## Problem to work on
Of the lines below, copy those that hold the word "entry".

Data section: Begin

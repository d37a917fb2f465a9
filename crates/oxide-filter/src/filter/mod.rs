//! Typed filter clauses and their application to a query.
//!
//! A request's JSON filters are parsed by [`FilterFactory`] into
//! [`FilterSpec`]s, collected by a [`FilterHandler`] and applied in a fixed
//! order to a [`QueryBuilder`](crate::query::QueryBuilder). The backend is
//! chosen by the query builder the handler is given, so each clause has a
//! single implementation.

mod factory;
mod handler;
mod include;

use std::fmt;
use std::str::FromStr;

pub use factory::FilterFactory;
pub use handler::{FilterHandler, JoinKind, QueryBuildContext};
pub use include::IncludeTree;

use crate::error::FilterError;
use crate::query::QueryBuilder;
use crate::value::Value;

/// Comparison operators accepted in `where` clauses.
#[derive(Debug, Clone, Copy, PartialEq, Eq)]
pub enum Operator {
    /// Equal.
    Eq,
    /// Not equal.
    Ne,
    /// Substring match.
    Like,
    /// Negated substring match.
    Nlike,
    /// Less than.
    Lt,
    /// Less than or equal.
    Lte,
    /// Greater than.
    Gt,
    /// Greater than or equal.
    Gte,
    /// Membership in a list.
    In,
}

impl Operator {
    /// Returns the operator's name in the filter grammar.
    pub fn as_str(self) -> &'static str {
        match self {
            Self::Eq => "eq",
            Self::Ne => "ne",
            Self::Like => "like",
            Self::Nlike => "nlike",
            Self::Lt => "lt",
            Self::Lte => "lte",
            Self::Gt => "gt",
            Self::Gte => "gte",
            Self::In => "in",
        }
    }

    /// Returns the SQL comparison for scalar operators.
    pub fn sql_comparison(self) -> &'static str {
        match self {
            Self::Eq => "=",
            Self::Ne => "!=",
            Self::Like => "LIKE",
            Self::Nlike => "NOT LIKE",
            Self::Lt => "<",
            Self::Lte => "<=",
            Self::Gt => ">",
            Self::Gte => ">=",
            Self::In => "IN",
        }
    }
}

impl FromStr for Operator {
    type Err = FilterError;

    fn from_str(s: &str) -> Result<Self, Self::Err> {
        match s {
            "eq" => Ok(Self::Eq),
            "ne" => Ok(Self::Ne),
            "like" => Ok(Self::Like),
            "nlike" => Ok(Self::Nlike),
            "lt" => Ok(Self::Lt),
            "lte" => Ok(Self::Lte),
            "gt" => Ok(Self::Gt),
            "gte" => Ok(Self::Gte),
            "in" => Ok(Self::In),
            other => Err(FilterError::UnsupportedOperator(other.to_string())),
        }
    }
}

impl fmt::Display for Operator {
    fn fmt(&self, f: &mut fmt::Formatter<'_>) -> fmt::Result {
        f.write_str(self.as_str())
    }
}

/// Sort direction.
#[derive(Debug, Clone, Copy, PartialEq, Eq)]
pub enum Direction {
    /// Ascending (ASC).
    Asc,
    /// Descending (DESC).
    Desc,
}

impl Direction {
    /// Parses a direction, ignoring case.
    pub fn parse(s: &str) -> Result<Self, FilterError> {
        match s.to_ascii_uppercase().as_str() {
            "ASC" => Ok(Self::Asc),
            "DESC" => Ok(Self::Desc),
            _ => Err(FilterError::Malformed(format!(
                "order direction must be ASC or DESC, got '{s}'"
            ))),
        }
    }

    /// Returns the upper-case SQL keyword.
    pub fn as_str(self) -> &'static str {
        match self {
            Self::Asc => "ASC",
            Self::Desc => "DESC",
        }
    }
}

impl fmt::Display for Direction {
    fn fmt(&self, f: &mut fmt::Formatter<'_>) -> fmt::Result {
        f.write_str(self.as_str())
    }
}

/// The right-hand side of a `where` clause.
#[derive(Debug, Clone, PartialEq)]
pub enum Operand {
    /// A single value.
    Value(Value),
    /// The list given to `in`; may be empty.
    List(Vec<Value>),
}

/// A `where` clause: `field operator operand`.
#[derive(Debug, Clone, PartialEq)]
pub struct WhereClause {
    /// Attribute name or dotted relationship path.
    pub field: String,
    /// Comparison operator.
    pub operator: Operator,
    /// Operand, already coerced to the attribute type.
    pub operand: Operand,
}

impl WhereClause {
    /// Creates an equality clause.
    pub fn eq(field: &str, value: impl Into<Value>) -> Self {
        Self {
            field: field.to_string(),
            operator: Operator::Eq,
            operand: Operand::Value(value.into()),
        }
    }

    /// Returns the `LIKE` pattern for `like`/`nlike` clauses.
    pub fn like_pattern(&self) -> Option<String> {
        match (&self.operator, &self.operand) {
            (Operator::Like | Operator::Nlike, Operand::Value(Value::Text(s))) => {
                Some(format!("%{s}%"))
            }
            _ => None,
        }
    }
}

/// An `order` clause.
#[derive(Debug, Clone, PartialEq, Eq)]
pub struct OrderClause {
    /// Attribute name or dotted relationship path.
    pub field: String,
    /// Sort direction.
    pub direction: Direction,
}

/// One parsed filter clause.
#[derive(Debug, Clone, PartialEq)]
pub enum FilterSpec {
    /// Restrict matched records.
    Where(WhereClause),
    /// Sort matched records.
    Order(OrderClause),
    /// Skip the first `n` records.
    Skip(i64),
    /// Return at most `n` records.
    Limit(i64),
    /// Attach related records.
    Include(IncludeTree),
    /// Project onto distinct attribute tuples.
    Distinct(Vec<String>),
}

impl FilterSpec {
    /// Returns the application rank: lower ranks are applied first.
    ///
    /// Where, then Order/Distinct, then Skip/Limit, then Include.
    pub fn rank(&self) -> u8 {
        match self {
            Self::Where(_) => 0,
            Self::Order(_) | Self::Distinct(_) => 1,
            Self::Skip(_) | Self::Limit(_) => 2,
            Self::Include(_) => 3,
        }
    }

    /// Returns the filter's name in the grammar.
    pub fn name(&self) -> &'static str {
        match self {
            Self::Where(_) => "where",
            Self::Order(_) => "order",
            Self::Skip(_) => "skip",
            Self::Limit(_) => "limit",
            Self::Include(_) => "include",
            Self::Distinct(_) => "distinct",
        }
    }

    /// Applies this clause to a query.
    pub fn apply<Q: QueryBuilder + ?Sized>(
        &self,
        query: &mut Q,
        ctx: &mut QueryBuildContext,
    ) -> Result<(), FilterError> {
        match self {
            Self::Where(clause) => query.add_where(clause),
            Self::Order(clause) => query.add_order(clause, ctx),
            Self::Skip(n) => query.set_skip(*n),
            Self::Limit(n) => query.set_limit(*n),
            Self::Include(tree) => query.set_include(tree),
            Self::Distinct(fields) => query.set_distinct(fields),
        }
    }
}
//! Collects a request's filters and applies them to a query in order.

use std::collections::BTreeMap;
use std::fmt;

use tracing::debug;

use super::{Direction, FilterSpec, IncludeTree};
use crate::error::FilterError;
use crate::query::QueryBuilder;

/// How a relationship prefix is joined by the catalog.
#[derive(Debug, Clone, Copy, PartialEq, Eq)]
pub enum JoinKind {
    /// Inner join: entities without related records drop out.
    Inner,
    /// Left outer join: entities without related records are kept.
    LeftOuter,
}

impl fmt::Display for JoinKind {
    fn fmt(&self, f: &mut fmt::Formatter<'_>) -> fmt::Result {
        f.write_str(match self {
            Self::Inner => "JOIN",
            Self::LeftOuter => "LEFT JOIN",
        })
    }
}

/// State accumulated while the filters of one request are applied.
///
/// Created by [`FilterHandler::apply`] and dropped when it returns.
#[derive(Debug, Default)]
pub struct QueryBuildContext {
    order: Vec<(String, Direction)>,
    join_specs: BTreeMap<String, JoinKind>,
}

impl QueryBuildContext {
    /// Creates an empty context.
    pub fn new() -> Self {
        Self::default()
    }

    /// Appends an ordering term.
    pub fn push_order(&mut self, field: &str, direction: Direction) {
        self.order.push((field.to_string(), direction));
    }

    /// Returns the cumulative ordering.
    pub fn order(&self) -> &[(String, Direction)] {
        &self.order
    }

    /// Records a join for a relationship prefix.
    ///
    /// An outer join is never downgraded to an inner one.
    pub fn add_join(&mut self, prefix: &str, kind: JoinKind) {
        let entry = self.join_specs.entry(prefix.to_string()).or_insert(kind);
        if kind == JoinKind::LeftOuter {
            *entry = JoinKind::LeftOuter;
        }
    }

    /// Returns the joins recorded so far.
    pub fn join_specs(&self) -> &BTreeMap<String, JoinKind> {
        &self.join_specs
    }

    /// Forgets all accumulated state.
    pub fn clear(&mut self) {
        self.order.clear();
        self.join_specs.clear();
    }
}

/// The filters of one request.
#[derive(Debug, Clone, Default)]
pub struct FilterHandler {
    filters: Vec<FilterSpec>,
}

impl FilterHandler {
    /// Creates an empty handler.
    pub fn new() -> Self {
        Self::default()
    }

    /// Adds a filter; a second include fails.
    pub fn add(&mut self, filter: FilterSpec) -> Result<(), FilterError> {
        if matches!(filter, FilterSpec::Include(_)) && self.include_tree().is_some() {
            return Err(FilterError::MultipleIncludes);
        }
        self.filters.push(filter);
        Ok(())
    }

    /// Adds several filters.
    pub fn add_all(
        &mut self,
        filters: impl IntoIterator<Item = FilterSpec>,
    ) -> Result<(), FilterError> {
        filters.into_iter().try_for_each(|f| self.add(f))
    }

    /// Returns the filters in the order they were added.
    pub fn filters(&self) -> &[FilterSpec] {
        &self.filters
    }

    /// Returns the include tree, if one was given.
    pub fn include_tree(&self) -> Option<&IncludeTree> {
        self.filters.iter().find_map(|f| match f {
            FilterSpec::Include(tree) => Some(tree),
            _ => None,
        })
    }

    /// Returns the distinct fields, if a distinct filter was given.
    ///
    /// The last distinct filter wins.
    pub fn distinct_fields(&self) -> Option<&[String]> {
        self.filters.iter().rev().find_map(|f| match f {
            FilterSpec::Distinct(fields) => Some(fields.as_slice()),
            _ => None,
        })
    }

    /// Applies every filter to `query`.
    ///
    /// Filters run by rank (where, then order and distinct, then skip and
    /// limit, then include), keeping request order within a rank. When the
    /// query couples pagination, a skip and a limit are set in one call.
    ///
    /// A distinct query may only be ordered by its distinct fields.
    pub fn apply<Q: QueryBuilder + ?Sized>(&self, query: &mut Q) -> Result<(), FilterError> {
        self.check_distinct_order()?;

        let mut ordered: Vec<&FilterSpec> = self.filters.iter().collect();
        ordered.sort_by_key(|f| f.rank());

        let mut ctx = QueryBuildContext::new();
        let coupled = query.couples_pagination();
        let skip = last_value(&ordered, |f| match f {
            FilterSpec::Skip(n) => Some(*n),
            _ => None,
        });
        let limit = last_value(&ordered, |f| match f {
            FilterSpec::Limit(n) => Some(*n),
            _ => None,
        });

        for filter in ordered {
            debug!(entity = %query.entity(), filter = filter.name(), "applying filter");
            match filter {
                FilterSpec::Skip(_) | FilterSpec::Limit(_) if coupled => {}
                other => other.apply(query, &mut ctx)?,
            }
        }

        if coupled {
            match (skip, limit) {
                (Some(skip), Some(limit)) => query.set_page(skip, limit)?,
                (Some(skip), None) => query.set_skip(skip)?,
                (None, Some(limit)) => query.set_limit(limit)?,
                (None, None) => {}
            }
        }
        Ok(())
    }

    fn check_distinct_order(&self) -> Result<(), FilterError> {
        let Some(fields) = self.distinct_fields() else {
            return Ok(());
        };
        let stray = self.filters.iter().find_map(|f| match f {
            FilterSpec::Order(clause) if !fields.contains(&clause.field) => Some(&clause.field),
            _ => None,
        });
        match stray {
            Some(field) => Err(FilterError::InvalidValue {
                field: field.clone(),
                message: format!("a distinct query can only be ordered by {}", fields.join(", ")),
            }),
            None => Ok(()),
        }
    }
}

fn last_value(filters: &[&FilterSpec], pick: impl Fn(&FilterSpec) -> Option<i64>) -> Option<i64> {
    filters.iter().rev().find_map(|f| pick(f))
}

Data section: End

## Answer space
        let entry = self.join_specs.entry(prefix.to_string()).or_insert(kind);
            *entry = JoinKind::LeftOuter;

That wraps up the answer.